Nested objects and arrays are serialized as JSON strings inside the CSV cell. For example, { "address": { "city": "Kyiv" } } becomes a cell containing {"city":"Kyiv"}. CSV cannot represent hierarchy, so pre-flatten your JSON if you need separate columns for nested properties.
Which delimiter should I choose?
Use comma for most tools and APIs worldwide. Use semicolon if your target is Excel on a European locale (where comma is the decimal separator — Excel automatically interprets semicolon-delimited files as CSV in those settings). Use tab when your data values commonly contain commas, such as addresses or product descriptions.
What happens if objects in the array have different keys?
Headers are derived from the first object only. If later objects have extra keys, those columns are silently omitted. If later objects are missing keys that the first object had, those cells output as empty strings. Pre-normalize your JSON to ensure all objects share the same keys for reliable output.
How are null and undefined values handled?
null values are output as empty strings in the CSV. undefined values are also output as empty strings. If you need to distinguish null from empty string in downstream systems, pre-process the JSON before conversion.
How are values that contain the delimiter or quotes handled?
Values containing the delimiter character, double quotes, or newlines are automatically wrapped in double quotes following the RFC 4180 standard. Double quotes inside the value are escaped by doubling them. A value of say "hello" becomes """say ""hello"""" in the CSV. You do not need to pre-process your data.
Does the converter support Unicode and non-ASCII characters?
Yes. The conversion is fully Unicode-aware — accented letters, CJK characters, Arabic, Cyrillic, and emoji are all preserved correctly. The downloaded .csv file is encoded as UTF-8. When opening in Excel, use "Data → From Text/CSV" and select UTF-8 encoding to display non-ASCII characters correctly.
Can I convert a single JSON object instead of an array?
The converter expects a JSON array. Wrap a single object in an array: [{ "key": "value" }] to get a one-row CSV. To transpose a single object into a two-column key–value CSV, pre-process the JSON first: Object.entries(obj).map(([k,v]) => ({ key: k, value: v })).
How does Excel open the CSV output from this converter?
In English locales, double-clicking a .csv file opens it with comma as the delimiter automatically. In European locales, Excel may default to semicolon. If the columns appear merged, use "Data → From Text/CSV" in Excel and manually specify the delimiter and UTF-8 encoding.

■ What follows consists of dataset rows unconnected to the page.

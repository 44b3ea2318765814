//! Turns a raw Buildkite job log into a list of [`TestFailure`]s.
//!
//! Buildkite logs interleave ANSI color codes (`ESC[...m`) and inline
//! timestamp markers (`_bk;t=<millis><BEL>`) with the tokens we care about.
//! Patterns below admit that noise between tokens rather than pre-stripping
//! the whole log, because pre-stripping would shift the byte offsets used
//! for section extraction.

use std::sync::LazyLock;

use regex::Regex;

use crate::config::{MAX_ERROR_MESSAGE_LENGTH, MAX_LOG_SNIPPET_LENGTH, MAX_STACK_TRACE_LENGTH};
use crate::models::TestFailure;

/// ANSI SGR escape sequence.
static ANSI_RE: LazyLock<Regex> = LazyLock::new(|| Regex::new(r"\x1b\[[0-9;]*m").unwrap());

/// Buildkite's inline timestamp marker.
static BK_TIMESTAMP_RE: LazyLock<Regex> =
    LazyLock::new(|| Regex::new(r"_bk;t=\d+\x07?").unwrap());

/// One "noise token" that may appear between a status word and a nodeid.
const NOISE: &str = r"(?:\x1b\[[0-9;]*m|_bk;t=\d+\x07?|\s)";

/// `FAILED <nodeid>` / `ERROR <nodeid>` / `PASSED <nodeid>` (legacy layout).
static LEGACY_RE: LazyLock<Regex> = LazyLock::new(|| {
    Regex::new(&format!(
        r"(FAILED|ERROR|PASSED){noise}*((?:[^\s\x1b]|\x1b\[[0-9;]*m)+)",
        noise = NOISE
    ))
    .unwrap()
});

/// `<nodeid> FAILED|ERROR|PASSED` (modern layout).
static MODERN_RE: LazyLock<Regex> = LazyLock::new(|| {
    Regex::new(&format!(
        r"((?:[^\s\x1b]|\x1b\[[0-9;]*m)+){noise}*(FAILED|ERROR|PASSED)\b",
        noise = NOISE
    ))
    .unwrap()
});

static SHORT_SUMMARY_HEADER_RE: LazyLock<Regex> =
    LazyLock::new(|| Regex::new(r"={3,}\s*short test summary info\s*={3,}").unwrap());

static SECTION_BREAK_RE: LazyLock<Regex> = LazyLock::new(|| Regex::new(r"={3,}").unwrap());

static SUMMARY_LINE_RE: LazyLock<Regex> =
    LazyLock::new(|| Regex::new(r"(?m)^(FAILED|ERROR)\s+([^\s\x1b]+)").unwrap());

/// Error-signature patterns tried in order against a per-test failure
/// section; first hit wins.
static ERROR_SIGNATURE_PATTERNS: LazyLock<Vec<Regex>> = LazyLock::new(|| {
    vec![
        Regex::new(r"(?m)^\w*Error: .+$").unwrap(),
        Regex::new(r"(?m)^AssertionError: .+$").unwrap(),
        Regex::new(r"(?m)^RuntimeError: .+$").unwrap(),
        Regex::new(r"(?m)^TimeoutError: .+$").unwrap(),
    ]
});

/// Status a single status-token match resolves to.
#[derive(Debug, Clone, Copy, PartialEq, Eq)]
pub enum NodeStatus {
    Failed,
    Error,
    Passed,
}

impl NodeStatus {
    fn from_token(token: &str) -> Self {
        match token {
            "FAILED" => NodeStatus::Failed,
            "ERROR" => NodeStatus::Error,
            _ => NodeStatus::Passed,
        }
    }

    fn is_failure(self) -> bool {
        matches!(self, NodeStatus::Failed | NodeStatus::Error)
    }
}

/// Outcome of searching a full log for one specific nodeid.
#[derive(Debug, Clone, Default)]
pub struct NodeOutcome {
    pub found: bool,
    pub status: Option<NodeStatus>,
    pub error_message: Option<String>,
    pub log_excerpt: Option<String>,
}

fn strip_noise(s: &str) -> String {
    let s = ANSI_RE.replace_all(s, "");
    BK_TIMESTAMP_RE.replace_all(&s, "").into_owned()
}

fn truncate(s: &str, max: usize) -> String {
    if s.len() <= max {
        s.to_string()
    } else {
        s.chars().take(max).collect()
    }
}

/// Scan `text` for every legacy- or modern-form status/nodeid pair, in the
/// order they appear.
fn scan_status_tokens(text: &str) -> Vec<(usize, NodeStatus, String)> {
    let mut hits = Vec::new();

    for caps in LEGACY_RE.captures_iter(text) {
        let m = caps.get(0).unwrap();
        let status = NodeStatus::from_token(&caps[1]);
        let nodeid = strip_noise(&caps[2]);
        if nodeid.contains("::") {
            hits.push((m.start(), status, nodeid));
        }
    }
    for caps in MODERN_RE.captures_iter(text) {
        let m = caps.get(0).unwrap();
        let status = NodeStatus::from_token(&caps[2]);
        let nodeid = strip_noise(&caps[1]);
        if nodeid.contains("::") {
            hits.push((m.start(), status, nodeid));
        }
    }

    hits.sort_by_key(|(pos, _, _)| *pos);
    hits
}

/// Locate the `_{10,}\s*<nodeid>\s*_{10,}` delimited section for `nodeid`,
/// pytest's per-test failure block convention. Returns the section body.
fn find_underscore_section<'a>(text: &'a str, nodeid: &str) -> Option<&'a str> {
    let escaped = regex::escape(nodeid);
    let pattern = format!(r"(?s)_{{10,}}\s*{escaped}\s*_{{10,}}(.*?)(?:_{{10,}}|\z)");
    let re = Regex::new(&pattern).ok()?;
    let caps = re.captures(text)?;
    caps.get(1).map(|m| m.as_str())
}

/// Grab the nodeid followed by up to 10 newlines of bounded context, used
/// when no underscore-delimited section exists.
fn bounded_context<'a>(text: &'a str, nodeid: &str) -> Option<&'a str> {
    let idx = text.find(nodeid)?;
    let rest = &text[idx..];
    let mut newline_count = 0;
    let mut end = rest.len();
    for (i, c) in rest.char_indices() {
        if c == '\n' {
            newline_count += 1;
            if newline_count >= 10 {
                end = i;
                break;
            }
        }
    }
    Some(&rest[..end])
}

/// Extract `(error_message, stack_trace, log_snippet)` for a failure section.
fn extract_detail(section: &str) -> (Option<String>, Option<String>, Option<String>) {
    let error_message = ERROR_SIGNATURE_PATTERNS.iter().find_map(|re| {
        re.find(section)
            .map(|m| truncate(m.as_str().trim(), MAX_ERROR_MESSAGE_LENGTH))
    });
    let stack_trace = Some(truncate(section.trim(), MAX_STACK_TRACE_LENGTH));
    let log_snippet = Some(truncate(section.trim(), MAX_LOG_SNIPPET_LENGTH));
    (error_message, stack_trace, log_snippet)
}

/// Build the `TestFailure` detail fields for one failing nodeid.
fn detail_for_nodeid(log: &str, nodeid: &str) -> (Option<String>, Option<String>, Option<String>) {
    if let Some(section) = find_underscore_section(log, nodeid) {
        extract_detail(section)
    } else if let Some(context) = bounded_context(log, nodeid) {
        (None, None, Some(truncate(context.trim(), MAX_LOG_SNIPPET_LENGTH)))
    } else {
        (None, None, None)
    }
}

/// C1 entry point: extract all test failures from one job's raw log text.
///
/// Never fails: on empty input, or input with no recognizable pytest
/// markers, returns a single synthetic job-level failure.
pub fn extract_test_failures(log: &str, job_name: &str) -> Vec<TestFailure> {
    let hits = scan_status_tokens(log);

    let mut seen = std::collections::HashSet::new();
    let mut failures = Vec::new();
    for (_, status, nodeid) in &hits {
        if !status.is_failure() {
            continue;
        }
        if !seen.insert(nodeid.clone()) {
            continue;
        }
        let (error_message, stack_trace, log_snippet) = detail_for_nodeid(log, nodeid);
        failures.push(TestFailure {
            test_name: nodeid.clone(),
            job_name: job_name.to_string(),
            error_message,
            stack_trace,
            log_snippet,
        });
    }

    if !failures.is_empty() {
        return failures;
    }

    if let Some(header) = SHORT_SUMMARY_HEADER_RE.find(log) {
        let after = &log[header.end()..];
        let section_end = SECTION_BREAK_RE.find(after).map_or(after.len(), |m| m.start());
        let section = &after[..section_end];
        let mut seen = std::collections::HashSet::new();
        for caps in SUMMARY_LINE_RE.captures_iter(section) {
            let nodeid = strip_noise(&caps[2]);
            if !nodeid.contains("::") || !seen.insert(nodeid.clone()) {
                continue;
            }
            let (error_message, stack_trace, log_snippet) = detail_for_nodeid(log, &nodeid);
            failures.push(TestFailure {
                test_name: nodeid,
                job_name: job_name.to_string(),
                error_message,
                stack_trace,
                log_snippet,
            });
        }
        if !failures.is_empty() {
            return failures;
        }
    }

    let tail_start = log.len().saturating_sub(MAX_LOG_SNIPPET_LENGTH);
    vec![TestFailure {
        test_name: job_name.to_string(),
        job_name: job_name.to_string(),
        error_message: Some("Job failed without pytest test names".to_string()),
        stack_trace: None,
        log_snippet: Some(log[tail_start..].to_string()),
    }]
}

/// Search the full log for a specific nodeid across all three status forms.
pub fn find_outcome_for(log: &str, nodeid: &str) -> NodeOutcome {
    let hits = scan_status_tokens(log);
    let Some((_, status, _)) = hits.iter().find(|(_, _, n)| n == nodeid) else {
        return NodeOutcome::default();
    };

    if status.is_failure() {
        let (error_message, _stack_trace, log_excerpt) = detail_for_nodeid(log, nodeid);
        NodeOutcome {
            found: true,
            status: Some(*status),
            error_message,
            log_excerpt,
        }
    } else {
        NodeOutcome {
            found: true,
            status: Some(*status),
            error_message: None,
            log_excerpt: None,
        }
    }
}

What is the maximum file size the converter handles?
There is no server-side limit — the conversion runs entirely in your browser. Practical limits are set by your browser's memory. JSON files up to several megabytes (thousands of rows) convert without issue on modern devices.

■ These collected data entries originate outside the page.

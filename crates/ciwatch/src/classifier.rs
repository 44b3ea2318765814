//! Ordered, short-circuit classification of a `TestFailure`.

use std::sync::LazyLock;

use regex::Regex;

use crate::failure_key::failure_key;
use crate::github_search::{GitHubIssueSearch, Issue};
use crate::models::{FailureCategory, FailureClassification, TestFailure};

pub const MIN_MATCH_CONFIDENCE: f64 = 0.6;
pub const EXACT_MATCH_CONFIDENCE: f64 = 0.9;
pub const FUZZY_MATCH_CONFIDENCE: f64 = 0.7;
pub const WEAK_MATCH_CONFIDENCE: f64 = 0.5;
pub const INFRA_CONFIDENCE: f64 = 0.7;
pub const FLAKY_CONFIDENCE: f64 = 0.6;
pub const NEW_REGRESSION_CONFIDENCE: f64 = 0.5;
pub const NEEDS_HUMAN_TRIAGE_CONFIDENCE: f64 = 0.3;

static INFRA_PATTERNS: LazyLock<Vec<Regex>> = LazyLock::new(|| {
    [
        r"(?i)timeout|timed out",
        r"(?i)connection refused|network error",
        r"(?i)no space left on device|disk full",
        r"(?i)out of memory|OOM|CUDA out of memory",
        r"(?i)killed by signal|SIGKILL",
        r"(?i)cannot allocate memory",
        r"(?i)failed to download|download error",
        r"(?i)agent lost|lost connection to agent",
    ]
    .iter()
    .map(|p| Regex::new(p).unwrap())
    .collect()
});

static FLAKY_PATTERNS: LazyLock<Vec<Regex>> = LazyLock::new(|| {
    [r"(?i)flaky", r"(?i)intermittent", r"(?i)passed on retry"]
        .iter()
        .map(|p| Regex::new(p).unwrap())
        .collect()
});

fn haystack(failure: &TestFailure) -> String {
    format!(
        "{} {} {}",
        failure.error_message.as_deref().unwrap_or(""),
        failure.stack_trace.as_deref().unwrap_or(""),
        failure.log_snippet.as_deref().unwrap_or(""),
    )
}

/// Validate and score one candidate issue against a failure. `None` means
/// reject outright (not labeled `ci-failure`).
fn score_candidate(issue: &Issue, test_name: &str, job_name: &str) -> Option<f64> {
    if !issue.labels.iter().any(|l| l.name == "ci-failure") {
        return None;
    }

    let title_lower = issue.title.to_lowercase();
    let test_lower = test_name.to_lowercase();

    let exact = title_lower.contains(&test_lower)
        || test_name
            .split("::")
            .any(|seg| seg.len() > 3 && title_lower.contains(&seg.to_lowercase()));

    if exact {
        return Some(EXACT_MATCH_CONFIDENCE);
    }

    if title_lower.contains(&job_name.to_lowercase()) {
        return Some(FUZZY_MATCH_CONFIDENCE);
    }

    Some(WEAK_MATCH_CONFIDENCE)
}

async fn known_tracked(
    failure: &TestFailure,
    repo: &str,
    searcher: &dyn GitHubIssueSearch,
) -> Option<(Issue, f64)> {
    let query_a = format!(
        "\"{}\" label:ci-failure is:issue is:open",
        failure.test_name
    );
    if let Ok(candidates) = searcher.search_issues(repo, &query_a, 3).await {
        for issue in &candidates {
            if let Some(conf) = score_candidate(issue, &failure.test_name, &failure.job_name) {
                if conf >= MIN_MATCH_CONFIDENCE {
                    return Some((issue.clone(), conf));
                }
            }
        }
    }

    let query_b = format!(
        "{} label:ci-failure is:issue is:open",
        failure.test_name
    );
    if let Ok(candidates) = searcher.search_issues(repo, &query_b, 5).await {
        let best = candidates
            .iter()
            .filter_map(|issue| {
                score_candidate(issue, &failure.test_name, &failure.job_name)
                    .filter(|c| *c >= MIN_MATCH_CONFIDENCE)
                    .map(|c| (issue.clone(), c))
            })
            .max_by(|a, b| a.1.partial_cmp(&b.1).unwrap());
        if best.is_some() {
            return best;
        }
    }

    None
}

/// Classify a single failure. `searcher` is `None` when KNOWN_TRACKED
/// lookup is disabled (no GitHub token configured) or skipped via flag;
/// search errors degrade silently to step 2.
pub async fn classify_failure(
    failure: TestFailure,
    repo: &str,
    search_github: bool,
    searcher: Option<&dyn GitHubIssueSearch>,
    soft_failed: bool,
) -> FailureClassification {
    let key = failure_key(
        &failure.job_name,
        &failure.test_name,
        failure.error_message.as_deref(),
    );

    if search_github {
        if let Some(searcher) = searcher {
            if let Some((issue, confidence)) = known_tracked(&failure, repo, searcher).await {
                return FailureClassification {
                    failure_key: key,
                    failure,
                    category: FailureCategory::KnownTracked,
                    github_issue: Some(issue.url),
                    confidence,
                    reason: format!("matches tracked issue #{}", issue.number),
                    owner: None,
                    owner_confidence: None,
                    soft_failed,
                };
            }
        }
    }

    let hay = haystack(&failure);

    if let Some(re) = INFRA_PATTERNS.iter().find(|re| re.is_match(&hay)) {
        return FailureClassification {
            failure_key: key,
            failure,
            category: FailureCategory::InfraSuspected,
            github_issue: None,
            confidence: INFRA_CONFIDENCE,
            reason: format!("matched infra pattern `{}`", re.as_str()),
            owner: None,
            owner_confidence: None,
            soft_failed,
        };
    }

    let hay_with_name = format!("{hay} {}", failure.test_name);
    if let Some(re) = FLAKY_PATTERNS.iter().find(|re| re.is_match(&hay_with_name)) {
        return FailureClassification {
            failure_key: key,
            failure,
            category: FailureCategory::FlakySuspected,
            github_issue: None,
            confidence: FLAKY_CONFIDENCE,
            reason: format!("matched flaky pattern `{}`", re.as_str()),
            owner: None,
            owner_confidence: None,
            soft_failed,
        };
    }

    if failure.error_message.as_deref().is_some_and(|m| !m.is_empty()) {
        return FailureClassification {
            failure_key: key,
            failure,
            category: FailureCategory::NewRegression,
            github_issue: None,
            confidence: NEW_REGRESSION_CONFIDENCE,
            reason: "new failure with no known classification".to_string(),
            owner: None,
            owner_confidence: None,
            soft_failed,
        };
    }

    FailureClassification {
        failure_key: key,
        failure,
        category: FailureCategory::NeedsHumanTriage,
        github_issue: None,
        confidence: NEEDS_HUMAN_TRIAGE_CONFIDENCE,
        reason: "no error message available for automatic classification".to_string(),
        owner: None,
        owner_confidence: None,
        soft_failed,
    }
}

#[cfg(test)]
mod tests {
    use super::*;

    fn failure(test_name: &str, job_name: &str, error_message: &str) -> TestFailure {
        TestFailure {
            test_name: test_name.to_string(),
            job_name: job_name.to_string(),
            error_message: Some(error_message.to_string()),
            stack_trace: None,
            log_snippet: None,
        }
    }

    #[tokio::test]
    async fn infra_wins_over_default() {
        let f = failure("t.py::m", "J", "Connection timed out after 30s");
        let c = classify_failure(f, "o/r", false, None, false).await;
        assert_eq!(c.category, FailureCategory::InfraSuspected);
        assert_eq!(c.confidence, INFRA_CONFIDENCE);
        assert!(c.reason.contains("timeout"));
    }

    #[tokio::test]
    async fn flaky_wins_on_name() {
        let f = failure("t.py::test_flaky_behavior", "J", "AssertionError: random");
        let c = classify_failure(f, "o/r", false, None, false).await;
        assert_eq!(c.category, FailureCategory::FlakySuspected);
        assert_eq!(c.confidence, FLAKY_CONFIDENCE);
    }

    #[tokio::test]
    async fn new_regression_when_error_present() {
        let f = failure("t.py::m", "J", "AssertionError: oops");
        let c = classify_failure(f, "o/r", false, None, false).await;
        assert_eq!(c.category, FailureCategory::NewRegression);
    }

    #[tokio::test]
    async fn needs_human_triage_without_error_message() {
        let f = TestFailure {
            test_name: "t.py::m".to_string(),
            job_name: "J".to_string(),
            error_message: None,
            stack_trace: None,
            log_snippet: None,
        };
        let c = classify_failure(f, "o/r", false, None, false).await;
        assert_eq!(c.category, FailureCategory::NeedsHumanTriage);
    }
}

Is any data sent to a server during conversion?
No. The entire conversion runs in your browser using JavaScript. No data is transmitted over the network — there are no privacy concerns, no server-side file size limits, and no rate limits.
Can I convert the CSV back to JSON?
Yes — switch to "CSV → JSON" using the toggle above the tool. Note that the round-trip is not lossless: all values become strings in the JSON output because CSV does not store type information. Numbers that were integers in the original JSON will be strings after the round-trip.